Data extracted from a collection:
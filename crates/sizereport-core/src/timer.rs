#![forbid(unsafe_code)]

//! Deferred work for rate limiters.
//!
//! Limiters never block. Waiting is modelled as a task handed to a
//! [`TimerHost`], which runs it later on the same logical event queue.
//!
//! [`TimerQueue`] is the in-process host. It is single-threaded
//! (`Rc`/`RefCell` inside) and can be bound to a real clock, where the
//! embedder pumps it with [`TimerQueue::run_due`], or to a [`LabClock`],
//! where tests drive it with [`TimerQueue::advance`].
//!
//! # Invariants
//!
//! 1. Tasks fire in deadline order; ties fire in scheduling order.
//! 2. A cleared timer never fires, including when it is cleared by another
//!    task running in the same `advance` call.
//! 3. While advancing a lab clock, the clock reads exactly the task's
//!    deadline when the task runs.
//! 4. No borrow of the queue is held while a task runs, so tasks may
//!    schedule and clear timers freely.

use std::cell::RefCell;
use std::collections::{BTreeMap, HashMap};
use std::fmt;

use tracing::trace;
use web_time::{Duration, Instant};

use crate::clock::{Clock, LabClock};

/// Work scheduled on a timer host.
pub type TimerTask = Box<dyn FnOnce()>;

/// Identifier of one scheduled timer.
#[derive(Debug, Clone, Copy, PartialEq, Eq, Hash, PartialOrd, Ord)]
pub struct TimerId(u64);

impl TimerId {
    #[must_use]
    pub const fn from_raw(raw: u64) -> Self {
        Self(raw)
    }

    #[must_use]
    pub const fn raw(self) -> u64 {
        self.0
    }
}

/// Capability to run a task after a delay.
pub trait TimerHost {
    /// Schedule `task` to run once after `delay`.
    fn set_timeout(&self, delay: Duration, task: TimerTask) -> TimerId;

    /// Cancel a scheduled task. Unknown or already-fired ids are ignored.
    fn clear_timeout(&self, id: TimerId);
}

#[derive(Default)]
struct QueueInner {
    next_id: u64,
    /// Keyed by (deadline, id) so iteration order is firing order.
    entries: BTreeMap<(Instant, u64), TimerTask>,
    deadlines: HashMap<u64, Instant>,
}

/// Single-threaded timer queue bound to a [`Clock`].
pub struct TimerQueue {
    clock: Clock,
    inner: RefCell<QueueInner>,
}

impl fmt::Debug for TimerQueue {
    fn fmt(&self, f: &mut fmt::Formatter<'_>) -> fmt::Result {
        let inner = self.inner.borrow();
        f.debug_struct("TimerQueue")
            .field("clock", &self.clock)
            .field("pending", &inner.entries.len())
            .field("next_id", &inner.next_id)
            .finish()
    }
}

impl TimerQueue {
    #[must_use]
    pub fn new(clock: Clock) -> Self {
        Self {
            clock,
            inner: RefCell::new(QueueInner::default()),
        }
    }

    /// Queue reading wall-clock time.
    #[must_use]
    pub fn real() -> Self {
        Self::new(Clock::Real)
    }

    /// Queue driven by a lab clock.
    #[must_use]
    pub fn lab(clock: &LabClock) -> Self {
        Self::new(Clock::Lab(clock.clone()))
    }

    #[must_use]
    pub fn clock(&self) -> &Clock {
        &self.clock
    }

    /// Number of scheduled, not yet fired timers.
    #[must_use]
    pub fn pending(&self) -> usize {
        self.inner.borrow().entries.len()
    }

    /// Deadline of the earliest scheduled timer.
    #[must_use]
    pub fn next_deadline(&self) -> Option<Instant> {
        self.inner.borrow().entries.keys().next().map(|(due, _)| *due)
    }

    /// Fire every task whose deadline has passed. Returns the number fired.
    ///
    /// Tasks scheduled while running are fired in the same call only if
    /// they are already due at the instant the call started.
    pub fn run_due(&self) -> usize {
        let now = self.clock.now();
        self.fire_until(now)
    }

    /// Advance a lab clock by `delta`, firing tasks as their deadlines are
    /// reached. On a real clock this is equivalent to [`run_due`](Self::run_due).
    pub fn advance(&self, delta: Duration) -> usize {
        if !self.clock.is_lab() {
            return self.run_due();
        }
        let start = self.clock.now();
        let Some(target) = start.checked_add(delta) else {
            return self.fire_until(start);
        };
        let fired = self.fire_until(target);
        let now = self.clock.now();
        if target > now {
            self.clock.advance(target - now);
        }
        fired
    }

    fn fire_until(&self, limit: Instant) -> usize {
        let mut fired = 0;
        while let Some((due, task)) = self.pop_due(limit) {
            let now = self.clock.now();
            if due > now {
                self.clock.advance(due - now);
            }
            task();
            fired += 1;
        }
        fired
    }

    fn pop_due(&self, limit: Instant) -> Option<(Instant, TimerTask)> {
        let mut inner = self.inner.borrow_mut();
        let key = *inner.entries.keys().next()?;
        if key.0 > limit {
            return None;
        }
        let task = inner.entries.remove(&key)?;
        inner.deadlines.remove(&key.1);
        trace!(timer_id = key.1, "timer fired");
        Some((key.0, task))
    }
}

impl TimerHost for TimerQueue {
    fn set_timeout(&self, delay: Duration, task: TimerTask) -> TimerId {
        let mut inner = self.inner.borrow_mut();
        let id = inner.next_id;
        inner.next_id += 1;
        // A deadline past the representable horizon never fires.
        if let Some(due) = self.clock.now().checked_add(delay) {
            inner.entries.insert((due, id), task);
            inner.deadlines.insert(id, due);
        }
        TimerId(id)
    }

    fn clear_timeout(&self, id: TimerId) {
        let mut inner = self.inner.borrow_mut();
        if let Some(due) = inner.deadlines.remove(&id.0) {
            inner.entries.remove(&(due, id.0));
        }
    }
}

TASK DIRECTIONS → Using only the entries above, output the line with "Hash, PartialOrd, Ord)]", the line with "is firing order.", and all lines between them, exactly as they stand.

RESULT OF THE TASK →
#[derive(Debug, Clone, Copy, PartialEq, Eq, Hash, PartialOrd, Ord)]
pub struct TimerId(u64);

impl TimerId {
    #[must_use]
    pub const fn from_raw(raw: u64) -> Self {
        Self(raw)
    }

    #[must_use]
    pub const fn raw(self) -> u64 {
        self.0
    }
}

/// Capability to run a task after a delay.
pub trait TimerHost {
    /// Schedule `task` to run once after `delay`.
    fn set_timeout(&self, delay: Duration, task: TimerTask) -> TimerId;

    /// Cancel a scheduled task. Unknown or already-fired ids are ignored.
    fn clear_timeout(&self, id: TimerId);
}

#[derive(Default)]
struct QueueInner {
    next_id: u64,
    /// Keyed by (deadline, id) so iteration order is firing order.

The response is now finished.